Joyous ? Yes , they need each other at this juncture . Often when major conglomerate players meet maturing ex-start-ups the romance is around trophy assets , scale and exit . And of course these are all elements here . But there is also another element which is much more exciting . Thomson Reuters Markets is in every financial services institution worth thinking about . Thomson Reuters Law division is in every law and tax unit worth thinking about . The one area that unifies these markets more intensely than any other is , as we hesitatingly emerge from recession , compliance with the new rule books of re-regulated financial marketplaces . Thomson Reuters need to have a strategy in place that brings new service values into play across the huge datasets held in its distinctly different Markets and Law operating units . Complinet has been doing that bridgework effectively for 12 years .


When I first went to visit Complinet in Putney in the late 1990s they were a revelation . In the first instance they had nothing on board that sounded like “publishing ” . While some of their people had some sales experience in information companies – including Thomsons- no one talked the structural and process talk of publishing . From the start this was a service-orientated development , and while we did not use the word then , this was all about “workflow”. The object was to put alongside compliance officers and operational managers a service environment for risk management and reduction . So it seemed quite natural that one of the first people I interviewed in the business was a former enforcement inspector from a regulatory agency . Not research-based ? Concerned with adding value to the working environment ? Service -driven thinking ? This company , by the time I had known it for  5 years , was ticking all the boxes for me in terms of what we now understand as value-added “network publishing “.


But growing up in a hostile or unregarding society is always difficult . Other publishers confided to me that they thought Complinet’s business model ,( which then as now had a consultancy element ) was impure (!).
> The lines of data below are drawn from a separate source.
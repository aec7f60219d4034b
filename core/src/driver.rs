//! Native tokio driver
//!
//! Runs a sequencer inside a single task: commands arrive over a channel, the
//! task sleeps until the next timer deadline, and every state change is
//! published on a watch channel. Time is `tokio::time`, so tests can pause it.

use std::time::Duration;

use tokio::sync::{mpsc, watch};
use tokio::time::{Instant, sleep_until};

use birthday_types::{Millis, SoundId, Viewport};

use crate::audio::{AudioPlayer, PlaybackId};
use crate::confetti::ParticleEffect;
use crate::sequencer::{Sequencer, SequencerState};

/// Inputs from the host
#[derive(Debug, Clone, PartialEq)]
pub enum Command {
    Celebrate,
    SelectSound(SoundId),
    PlaybackFinished(PlaybackId),
    Resize(Viewport),
    Shutdown,
}

/// Sender half for [`Command`]s
pub type CommandSender = mpsc::UnboundedSender<Command>;

/// Run until `Shutdown` or until every command sender is dropped.
///
/// Returns the disposed sequencer.
pub async fn run<A, P>(
    mut sequencer: Sequencer<A, P>,
    mut commands: mpsc::UnboundedReceiver<Command>,
    states: watch::Sender<SequencerState>,
) -> Sequencer<A, P>
where
    A: AudioPlayer,
    P: ParticleEffect,
{
    let origin = Instant::now();
    let elapsed = || origin.elapsed().as_millis() as Millis;

    tracing::debug!("Sequencer driver started");

    loop {
        let deadline = sequencer.next_deadline();

        tokio::select! {
            command = commands.recv() => {
                match command {
                    Some(Command::Celebrate) => sequencer.start_celebration(elapsed()),
                    Some(Command::SelectSound(sound)) => sequencer.select_sound(sound),
                    Some(Command::PlaybackFinished(playback)) => {
                        sequencer.on_playback_finished(playback)
                    }
                    Some(Command::Resize(viewport)) => sequencer.resize(viewport),
                    Some(Command::Shutdown) | None => break,
                }
            }
            _ = sleep_until(origin + Duration::from_millis(deadline.unwrap_or_default())),
                if deadline.is_some() =>
            {
                sequencer.advance_to(elapsed());
            }
        }

        states.send_if_modified(|current| {
            if *current != *sequencer.state() {
                *current = sequencer.state().clone();
                true
            } else {
                false
            }
        });
    }

    sequencer.dispose();
    tracing::debug!("Sequencer driver stopped");
    sequencer
}

/// Spawn [`run`] on the current runtime.
///
/// Returns the command sender, a state receiver and the task handle.
pub fn spawn<A, P>(
    sequencer: Sequencer<A, P>,
) -> (
    CommandSender,
    watch::Receiver<SequencerState>,
    tokio::task::JoinHandle<Sequencer<A, P>>,
)
where
    A: AudioPlayer + Send + 'static,
    P: ParticleEffect + Send + 'static,
{
    let (command_tx, command_rx) = mpsc::unbounded_channel();
    let (state_tx, state_rx) = watch::channel(sequencer.state().clone());
    let handle = tokio::spawn(run(sequencer, command_rx, state_tx));
    (command_tx, state_rx, handle)
}

#[cfg(test)]
mod tests {
    use super::*;
    use crate::audio::{AudioEvent, create_audio_channel};
    use crate::confetti::ConfettiField;
    use crate::sequencer::{Phase, RevealTiming};

    fn make_sequencer() -> (
        Sequencer<crate::audio::ChannelAudio, ConfettiField>,
        mpsc::UnboundedReceiver<AudioEvent>,
    ) {
        let (audio, audio_rx) = create_audio_channel();
        let particles = ConfettiField::new(vec![[255, 0, 0, 255]], 42);
        let sequencer = Sequencer::new(
            RevealTiming::default(),
            SoundId::BirthdaySong,
            audio,
            particles,
        );
        (sequencer, audio_rx)
    }

    async fn sleep_ms(ms: u64) {
        tokio::time::sleep(Duration::from_millis(ms)).await;
    }

    #[tokio::test(start_paused = true)]
    async fn test_driver_runs_reference_timeline() {
        let (sequencer, _audio_rx) = make_sequencer();
        let (commands, states, handle) = spawn(sequencer);

        commands.send(Command::Celebrate).unwrap();

        sleep_ms(1250).await;
        assert_eq!(states.borrow().candles_lit, 2);

        sleep_ms(1350).await; // t = 2600
        assert_eq!(states.borrow().candles_lit, 5);
        assert_eq!(states.borrow().balloons_popped, 0);

        sleep_ms(2500).await; // t = 5100
        assert_eq!(states.borrow().balloons_popped, 5);
        assert_eq!(states.borrow().phase, Phase::Done);

        commands.send(Command::Shutdown).unwrap();
        let sequencer = handle.await.unwrap();
        assert!(sequencer.is_disposed());
    }

    #[tokio::test(start_paused = true)]
    async fn test_driver_forwards_audio_and_completion() {
        let (sequencer, mut audio_rx) = make_sequencer();
        let (commands, states, handle) = spawn(sequencer);

        commands
            .send(Command::Resize(Viewport::new(640.0, 480.0)))
            .unwrap();
        commands.send(Command::Celebrate).unwrap();
        sleep_ms(100).await;

        assert_eq!(audio_rx.recv().await, Some(AudioEvent::Stop));
        let Some(AudioEvent::Play { playback, sound }) = audio_rx.recv().await else {
            panic!("expected a play request");
        };
        assert_eq!(sound, SoundId::BirthdaySong);
        assert!(states.borrow().confetti_active);

        commands.send(Command::PlaybackFinished(playback)).unwrap();
        sleep_ms(100).await;
        assert!(!states.borrow().confetti_active);
        assert!(states.borrow().celebrating);

        drop(commands);
        let sequencer = handle.await.unwrap();
        assert!(sequencer.is_disposed());
        assert!(!sequencer.particles().is_active());
        assert_eq!(sequencer.particles().viewport(), Viewport::new(640.0, 480.0));
    }

    #[tokio::test(start_paused = true)]
    async fn test_shutdown_mid_sequence_stops_reveal() {
        let (sequencer, _audio_rx) = make_sequencer();
        let (commands, states, handle) = spawn(sequencer);

        commands.send(Command::Celebrate).unwrap();
        sleep_ms(1200).await;
        commands.send(Command::Shutdown).unwrap();

        let sequencer = handle.await.unwrap();
        sleep_ms(5000).await;

        assert_eq!(sequencer.state().candles_lit, 2);
        assert_eq!(states.borrow().candles_lit, 2);
        assert_eq!(sequencer.next_deadline(), None);
    }

    #[tokio::test(start_paused = true)]
    async fn test_select_sound_command() {
        let (sequencer, _audio_rx) = make_sequencer();
        let (commands, states, handle) = spawn(sequencer);

        commands.send(Command::Celebrate).unwrap();
        sleep_ms(1600).await;
        commands
            .send(Command::SelectSound(SoundId::BirthdayWish))
            .unwrap();
        sleep_ms(10).await;

        {
            let state = states.borrow();
            assert_eq!(state.selected_sound, SoundId::BirthdayWish);
            assert!(!state.confetti_active);
            assert_eq!(state.candles_lit, 3);
        }

        commands.send(Command::Shutdown).unwrap();
        handle.await.unwrap();
    }
}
In order to succeed the company would have to succeed in the US as well as Europe – a notoriously difficult migration for small British companies . Some content providers were unwilling to license datasets , while others , including some Asia-Pacific exchanges , did not have their regulations in usable formats and needed help . And where did the business model stop : Complinet always took a full service view of its niche , which meant audit of compliance updates and the educational processes by which management and regulator can be sure that changes , once logged , are familiar to operating staff . In other words , Complinet was prepared to look at the whole workflow of compliance in its sector , not just the bits that had law or tax documentation in them . Since their competitors were companies like Wolters Kluwer who were obsessed by the research need and not by the workflow , Complinet were able to establish themselves and grow . Now everyone is obsessed by the workflow .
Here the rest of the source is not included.